To do: All the entries that follow must be written out again exactly.

[Stored data]

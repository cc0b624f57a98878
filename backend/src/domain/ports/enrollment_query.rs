//! Driving port for enrollment listings.

use async_trait::async_trait;
use chrono::{DateTime, Utc};
use serde::{Deserialize, Serialize};
use utoipa::ToSchema;

use crate::domain::{CourseSummary, Enrollment, Error, UserId};

/// Enrollment joined with its course projection.
///
/// `course` is `None` when the referenced course no longer exists in the
/// catalog; listings tolerate this rather than failing.
#[derive(Debug, Clone, PartialEq, Serialize, Deserialize)]
#[serde(rename_all = "camelCase")]
pub struct EnrollmentView {
    pub enrollment: Enrollment,
    #[serde(skip_serializing_if = "Option::is_none")]
    pub course: Option<CourseSummary>,
}

/// Completed-course listing entry.
#[derive(Debug, Clone, PartialEq, Serialize, Deserialize, ToSchema)]
#[serde(rename_all = "camelCase")]
pub struct CompletedCourseView {
    pub course: CourseSummary,
    pub completed_at: DateTime<Utc>,
    #[serde(skip_serializing_if = "Option::is_none")]
    pub certificate_url: Option<String>,
}

/// Why a completed-course listing came back empty.
///
/// The two cases are deliberately distinct for diagnostic clarity: "nothing
/// completed yet" and "completions exist but their courses were deleted"
/// should not read the same to a user.
#[derive(Debug, Clone, Copy, PartialEq, Eq, Serialize, Deserialize, ToSchema)]
#[serde(rename_all = "snake_case")]
pub enum CompletedListNotice {
    /// The user has not completed any course.
    NoneCompleted,
    /// Completed enrollments exist, but every referenced course is gone.
    CoursesUnavailable,
}

impl CompletedListNotice {
    /// User-facing message for the notice.
    pub fn message(self) -> &'static str {
        match self {
            Self::NoneCompleted => "You have not completed any courses yet",
            Self::CoursesUnavailable => "Your completed courses are no longer available",
        }
    }
}

/// Completed-course listing with an optional empty-result notice.
#[derive(Debug, Clone, PartialEq, Serialize, Deserialize)]
#[serde(rename_all = "camelCase")]
pub struct CompletedCourses {
    pub courses: Vec<CompletedCourseView>,
    #[serde(skip_serializing_if = "Option::is_none")]
    pub notice: Option<CompletedListNotice>,
}

/// Use-case port for enrollment listings.
#[cfg_attr(test, mockall::automock)]
#[async_trait]
pub trait EnrollmentQuery: Send + Sync {
    /// Enrollments that are not yet completed, joined with course data.
    async fn list_active(&self, user_id: &UserId) -> Result<Vec<EnrollmentView>, Error>;

    /// Completed enrollments joined with course data; entries whose course
    /// was deleted are filtered out and reported via the notice.
    async fn list_completed(&self, user_id: &UserId) -> Result<CompletedCourses, Error>;
}

/// Fixture query returning empty listings.
#[derive(Debug, Default)]
pub struct FixtureEnrollmentQuery;

#[async_trait]
impl EnrollmentQuery for FixtureEnrollmentQuery {
    async fn list_active(&self, _user_id: &UserId) -> Result<Vec<EnrollmentView>, Error> {
        Ok(Vec::new())
    }

    async fn list_completed(&self, _user_id: &UserId) -> Result<CompletedCourses, Error> {
        Ok(CompletedCourses {
            courses: Vec::new(),
            notice: Some(CompletedListNotice::NoneCompleted),
        })
    }
}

Exercise answer:
repository cc0b624f57a98878
filename backend/src/domain/ports/enrollment_query.rs
//! Driving port for enrollment listings.

use async_trait::async_trait;
use chrono::{DateTime, Utc};
use serde::{Deserialize, Serialize};
use utoipa::ToSchema;

use crate::domain::{CourseSummary, Enrollment, Error, UserId};

/// Enrollment joined with its course projection.
///
/// `course` is `None` when the referenced course no longer exists in the
/// catalog; listings tolerate this rather than failing.
#[derive(Debug, Clone, PartialEq, Serialize, Deserialize)]
#[serde(rename_all = "camelCase")]
pub struct EnrollmentView {
    pub enrollment: Enrollment,
    #[serde(skip_serializing_if = "Option::is_none")]
    pub course: Option<CourseSummary>,
}

/// Completed-course listing entry.
#[derive(Debug, Clone, PartialEq, Serialize, Deserialize, ToSchema)]
#[serde(rename_all = "camelCase")]
pub struct CompletedCourseView {
    pub course: CourseSummary,
    pub completed_at: DateTime<Utc>,
    #[serde(skip_serializing_if = "Option::is_none")]
    pub certificate_url: Option<String>,
}

/// Why a completed-course listing came back empty.
///
/// The two cases are deliberately distinct for diagnostic clarity: "nothing
/// completed yet" and "completions exist but their courses were deleted"
/// should not read the same to a user.
#[derive(Debug, Clone, Copy, PartialEq, Eq, Serialize, Deserialize, ToSchema)]
#[serde(rename_all = "snake_case")]
pub enum CompletedListNotice {
    /// The user has not completed any course.
    NoneCompleted,
    /// Completed enrollments exist, but every referenced course is gone.
    CoursesUnavailable,
}

impl CompletedListNotice {
    /// User-facing message for the notice.
    pub fn message(self) -> &'static str {
        match self {
            Self::NoneCompleted => "You have not completed any courses yet",
            Self::CoursesUnavailable => "Your completed courses are no longer available",
        }
    }
}

/// Completed-course listing with an optional empty-result notice.
#[derive(Debug, Clone, PartialEq, Serialize, Deserialize)]
#[serde(rename_all = "camelCase")]
pub struct CompletedCourses {
    pub courses: Vec<CompletedCourseView>,
    #[serde(skip_serializing_if = "Option::is_none")]
    pub notice: Option<CompletedListNotice>,
}

/// Use-case port for enrollment listings.
#[cfg_attr(test, mockall::automock)]
#[async_trait]
pub trait EnrollmentQuery: Send + Sync {
    /// Enrollments that are not yet completed, joined with course data.
    async fn list_active(&self, user_id: &UserId) -> Result<Vec<EnrollmentView>, Error>;

    /// Completed enrollments joined with course data; entries whose course
    /// was deleted are filtered out and reported via the notice.
    async fn list_completed(&self, user_id: &UserId) -> Result<CompletedCourses, Error>;
}

/// Fixture query returning empty listings.
#[derive(Debug, Default)]
pub struct FixtureEnrollmentQuery;

#[async_trait]
impl EnrollmentQuery for FixtureEnrollmentQuery {
    async fn list_active(&self, _user_id: &UserId) -> Result<Vec<EnrollmentView>, Error> {
        Ok(Vec::new())
    }

    async fn list_completed(&self, _user_id: &UserId) -> Result<CompletedCourses, Error> {
        Ok(CompletedCourses {
            courses: Vec::new(),
            notice: Some(CompletedListNotice::NoneCompleted),
        })
    }
}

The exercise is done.